§ **Activity**:
For the data below, report how many lines include the word "format", and write nothing else.

──────── Records supplied

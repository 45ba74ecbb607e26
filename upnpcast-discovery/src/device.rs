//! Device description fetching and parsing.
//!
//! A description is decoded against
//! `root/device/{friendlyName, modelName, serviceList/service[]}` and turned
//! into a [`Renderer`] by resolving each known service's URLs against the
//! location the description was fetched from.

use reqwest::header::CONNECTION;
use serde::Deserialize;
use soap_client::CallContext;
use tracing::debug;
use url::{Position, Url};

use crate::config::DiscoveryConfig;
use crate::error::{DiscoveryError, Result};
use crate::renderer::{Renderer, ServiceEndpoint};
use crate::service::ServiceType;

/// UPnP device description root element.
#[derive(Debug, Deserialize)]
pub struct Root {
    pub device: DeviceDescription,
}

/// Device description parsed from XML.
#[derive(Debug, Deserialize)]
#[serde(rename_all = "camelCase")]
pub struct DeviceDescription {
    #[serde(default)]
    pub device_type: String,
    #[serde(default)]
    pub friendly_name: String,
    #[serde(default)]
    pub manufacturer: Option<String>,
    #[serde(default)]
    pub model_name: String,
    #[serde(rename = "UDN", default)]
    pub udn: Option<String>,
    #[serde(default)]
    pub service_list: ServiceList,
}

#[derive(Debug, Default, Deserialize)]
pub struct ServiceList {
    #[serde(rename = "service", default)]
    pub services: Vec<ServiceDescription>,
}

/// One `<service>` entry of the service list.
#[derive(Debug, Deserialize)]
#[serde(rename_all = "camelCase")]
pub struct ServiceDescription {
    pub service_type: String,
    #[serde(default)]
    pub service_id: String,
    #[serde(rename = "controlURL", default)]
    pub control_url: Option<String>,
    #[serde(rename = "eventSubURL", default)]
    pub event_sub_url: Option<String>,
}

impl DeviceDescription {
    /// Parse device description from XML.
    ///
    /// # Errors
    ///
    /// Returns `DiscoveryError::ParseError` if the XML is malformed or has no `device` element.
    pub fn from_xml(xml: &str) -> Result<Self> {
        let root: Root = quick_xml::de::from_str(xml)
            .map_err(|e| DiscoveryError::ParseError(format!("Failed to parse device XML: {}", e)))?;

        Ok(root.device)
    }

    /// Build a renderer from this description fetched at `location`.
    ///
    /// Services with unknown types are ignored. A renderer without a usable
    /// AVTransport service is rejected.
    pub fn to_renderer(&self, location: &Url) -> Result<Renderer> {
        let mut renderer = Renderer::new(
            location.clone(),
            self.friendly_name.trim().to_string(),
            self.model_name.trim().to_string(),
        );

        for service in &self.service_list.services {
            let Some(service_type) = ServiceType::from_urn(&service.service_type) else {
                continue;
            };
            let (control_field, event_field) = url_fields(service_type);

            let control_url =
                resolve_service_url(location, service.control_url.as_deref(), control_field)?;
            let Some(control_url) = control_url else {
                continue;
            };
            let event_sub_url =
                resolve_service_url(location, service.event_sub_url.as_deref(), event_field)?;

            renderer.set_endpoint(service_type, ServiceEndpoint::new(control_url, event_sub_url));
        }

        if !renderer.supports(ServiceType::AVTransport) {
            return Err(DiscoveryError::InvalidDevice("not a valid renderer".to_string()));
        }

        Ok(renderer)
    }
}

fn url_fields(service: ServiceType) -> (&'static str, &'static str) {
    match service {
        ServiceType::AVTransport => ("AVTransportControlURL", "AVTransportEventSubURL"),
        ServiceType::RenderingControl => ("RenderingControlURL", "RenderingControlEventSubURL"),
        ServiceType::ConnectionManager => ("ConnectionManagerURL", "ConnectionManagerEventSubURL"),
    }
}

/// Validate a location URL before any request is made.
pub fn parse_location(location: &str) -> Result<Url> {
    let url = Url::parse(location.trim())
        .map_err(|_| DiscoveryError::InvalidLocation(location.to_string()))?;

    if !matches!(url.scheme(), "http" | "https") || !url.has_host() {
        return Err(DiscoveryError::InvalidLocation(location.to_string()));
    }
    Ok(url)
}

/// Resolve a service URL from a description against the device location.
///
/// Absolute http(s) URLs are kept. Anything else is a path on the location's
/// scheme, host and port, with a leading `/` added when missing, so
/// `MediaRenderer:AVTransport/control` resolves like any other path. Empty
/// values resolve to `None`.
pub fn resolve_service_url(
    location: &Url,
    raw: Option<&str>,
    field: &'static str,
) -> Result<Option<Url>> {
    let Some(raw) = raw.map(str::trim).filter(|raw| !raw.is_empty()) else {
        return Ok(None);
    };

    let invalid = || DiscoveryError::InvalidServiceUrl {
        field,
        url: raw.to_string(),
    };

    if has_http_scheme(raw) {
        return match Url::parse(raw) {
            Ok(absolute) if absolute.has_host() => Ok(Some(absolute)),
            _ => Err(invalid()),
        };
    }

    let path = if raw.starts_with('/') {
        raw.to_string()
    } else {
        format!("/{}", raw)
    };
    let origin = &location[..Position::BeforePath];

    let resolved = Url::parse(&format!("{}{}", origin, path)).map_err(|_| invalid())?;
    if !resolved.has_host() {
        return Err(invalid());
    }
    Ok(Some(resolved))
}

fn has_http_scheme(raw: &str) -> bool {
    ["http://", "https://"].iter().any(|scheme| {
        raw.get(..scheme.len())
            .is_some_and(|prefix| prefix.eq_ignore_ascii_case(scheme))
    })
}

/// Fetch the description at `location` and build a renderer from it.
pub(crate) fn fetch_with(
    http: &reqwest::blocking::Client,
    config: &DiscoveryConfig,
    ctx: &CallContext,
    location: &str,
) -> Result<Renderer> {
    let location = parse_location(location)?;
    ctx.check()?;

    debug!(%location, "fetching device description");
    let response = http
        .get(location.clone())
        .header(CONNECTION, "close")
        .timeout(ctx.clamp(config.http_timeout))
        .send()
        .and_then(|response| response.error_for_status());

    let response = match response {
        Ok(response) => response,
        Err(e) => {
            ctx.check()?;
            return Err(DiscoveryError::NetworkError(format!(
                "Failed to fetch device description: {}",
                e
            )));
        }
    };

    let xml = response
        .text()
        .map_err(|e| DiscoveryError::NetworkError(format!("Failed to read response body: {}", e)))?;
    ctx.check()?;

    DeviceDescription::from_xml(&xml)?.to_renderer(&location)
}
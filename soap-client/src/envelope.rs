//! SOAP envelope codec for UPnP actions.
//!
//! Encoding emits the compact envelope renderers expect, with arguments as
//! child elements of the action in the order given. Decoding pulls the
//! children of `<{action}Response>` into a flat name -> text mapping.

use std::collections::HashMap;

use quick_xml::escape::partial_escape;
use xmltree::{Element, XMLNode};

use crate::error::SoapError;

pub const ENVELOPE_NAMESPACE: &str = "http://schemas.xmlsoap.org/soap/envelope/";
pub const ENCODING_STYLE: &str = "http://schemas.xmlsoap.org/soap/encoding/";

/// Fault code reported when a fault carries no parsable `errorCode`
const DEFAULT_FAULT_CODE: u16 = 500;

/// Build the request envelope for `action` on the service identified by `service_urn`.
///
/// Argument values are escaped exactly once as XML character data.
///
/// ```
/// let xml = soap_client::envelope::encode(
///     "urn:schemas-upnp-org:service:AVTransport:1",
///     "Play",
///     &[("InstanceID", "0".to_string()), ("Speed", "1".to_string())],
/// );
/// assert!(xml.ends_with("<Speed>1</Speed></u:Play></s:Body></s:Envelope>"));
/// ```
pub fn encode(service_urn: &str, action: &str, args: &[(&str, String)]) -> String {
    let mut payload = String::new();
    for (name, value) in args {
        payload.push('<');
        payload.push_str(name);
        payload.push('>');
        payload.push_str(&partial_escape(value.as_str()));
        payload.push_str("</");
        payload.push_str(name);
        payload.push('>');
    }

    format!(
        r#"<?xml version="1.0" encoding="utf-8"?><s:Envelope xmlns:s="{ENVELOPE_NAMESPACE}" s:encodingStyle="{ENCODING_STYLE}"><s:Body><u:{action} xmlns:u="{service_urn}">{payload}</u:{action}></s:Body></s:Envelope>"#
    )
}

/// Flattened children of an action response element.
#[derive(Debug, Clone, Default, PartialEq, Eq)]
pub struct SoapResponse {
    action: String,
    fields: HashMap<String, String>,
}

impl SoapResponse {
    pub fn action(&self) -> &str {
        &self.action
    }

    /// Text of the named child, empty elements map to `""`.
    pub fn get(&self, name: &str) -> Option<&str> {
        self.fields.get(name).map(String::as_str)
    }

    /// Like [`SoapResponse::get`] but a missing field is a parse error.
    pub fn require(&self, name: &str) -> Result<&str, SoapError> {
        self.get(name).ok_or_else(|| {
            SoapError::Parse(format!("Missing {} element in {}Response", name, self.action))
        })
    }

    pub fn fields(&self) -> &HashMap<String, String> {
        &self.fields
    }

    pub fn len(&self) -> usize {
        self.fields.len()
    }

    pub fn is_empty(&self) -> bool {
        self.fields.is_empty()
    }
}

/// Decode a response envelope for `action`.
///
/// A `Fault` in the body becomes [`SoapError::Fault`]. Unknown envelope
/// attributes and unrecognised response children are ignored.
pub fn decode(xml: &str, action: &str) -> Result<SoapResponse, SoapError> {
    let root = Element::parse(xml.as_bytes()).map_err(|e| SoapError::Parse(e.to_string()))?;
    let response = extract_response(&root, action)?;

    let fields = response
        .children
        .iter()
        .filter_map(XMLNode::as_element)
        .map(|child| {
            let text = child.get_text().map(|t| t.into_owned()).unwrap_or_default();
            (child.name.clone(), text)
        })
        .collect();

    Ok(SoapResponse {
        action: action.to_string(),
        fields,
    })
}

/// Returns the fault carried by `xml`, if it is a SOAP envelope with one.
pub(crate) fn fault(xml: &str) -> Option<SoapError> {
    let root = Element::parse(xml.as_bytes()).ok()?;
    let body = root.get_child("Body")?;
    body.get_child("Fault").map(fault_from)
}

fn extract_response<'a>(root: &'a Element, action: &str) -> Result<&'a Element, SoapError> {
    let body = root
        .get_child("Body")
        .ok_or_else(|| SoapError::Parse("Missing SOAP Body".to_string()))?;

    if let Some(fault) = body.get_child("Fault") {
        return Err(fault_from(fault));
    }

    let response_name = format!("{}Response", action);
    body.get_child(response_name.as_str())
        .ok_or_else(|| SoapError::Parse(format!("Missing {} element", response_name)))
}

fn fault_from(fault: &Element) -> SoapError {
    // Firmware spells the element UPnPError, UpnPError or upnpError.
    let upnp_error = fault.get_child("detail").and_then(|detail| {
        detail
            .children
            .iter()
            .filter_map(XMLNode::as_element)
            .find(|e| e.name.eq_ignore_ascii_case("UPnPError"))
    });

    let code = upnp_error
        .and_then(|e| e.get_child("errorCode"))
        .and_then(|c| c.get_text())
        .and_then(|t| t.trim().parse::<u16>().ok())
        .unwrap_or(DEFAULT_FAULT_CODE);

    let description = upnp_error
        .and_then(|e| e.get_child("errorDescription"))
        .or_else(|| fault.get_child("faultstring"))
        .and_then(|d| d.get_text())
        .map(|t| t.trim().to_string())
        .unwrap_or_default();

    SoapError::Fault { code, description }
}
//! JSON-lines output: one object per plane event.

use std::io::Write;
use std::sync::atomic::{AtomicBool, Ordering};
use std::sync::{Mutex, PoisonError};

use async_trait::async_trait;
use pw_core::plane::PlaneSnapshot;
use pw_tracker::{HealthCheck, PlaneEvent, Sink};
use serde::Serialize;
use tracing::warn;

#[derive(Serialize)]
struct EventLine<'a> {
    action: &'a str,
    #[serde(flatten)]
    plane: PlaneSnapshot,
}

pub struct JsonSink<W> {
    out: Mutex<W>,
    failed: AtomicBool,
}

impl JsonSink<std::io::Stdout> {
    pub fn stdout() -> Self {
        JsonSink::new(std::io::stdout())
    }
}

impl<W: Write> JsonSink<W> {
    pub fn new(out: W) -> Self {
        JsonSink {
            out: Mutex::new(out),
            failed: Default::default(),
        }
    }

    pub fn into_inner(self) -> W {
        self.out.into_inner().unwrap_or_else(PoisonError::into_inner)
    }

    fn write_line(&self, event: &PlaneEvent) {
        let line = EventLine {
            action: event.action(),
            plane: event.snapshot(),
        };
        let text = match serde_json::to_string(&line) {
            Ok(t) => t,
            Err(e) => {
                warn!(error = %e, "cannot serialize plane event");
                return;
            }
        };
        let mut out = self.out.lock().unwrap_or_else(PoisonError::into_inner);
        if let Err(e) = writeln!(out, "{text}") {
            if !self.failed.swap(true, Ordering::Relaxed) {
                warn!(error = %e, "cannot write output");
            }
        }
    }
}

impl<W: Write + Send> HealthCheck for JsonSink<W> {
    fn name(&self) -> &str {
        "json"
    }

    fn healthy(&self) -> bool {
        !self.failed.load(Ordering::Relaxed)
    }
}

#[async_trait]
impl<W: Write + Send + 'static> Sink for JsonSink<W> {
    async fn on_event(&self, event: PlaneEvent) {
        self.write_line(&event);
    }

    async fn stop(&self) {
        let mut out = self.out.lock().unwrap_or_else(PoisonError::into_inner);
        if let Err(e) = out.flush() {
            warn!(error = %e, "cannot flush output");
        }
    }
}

────────────────

§ **Result below**:
9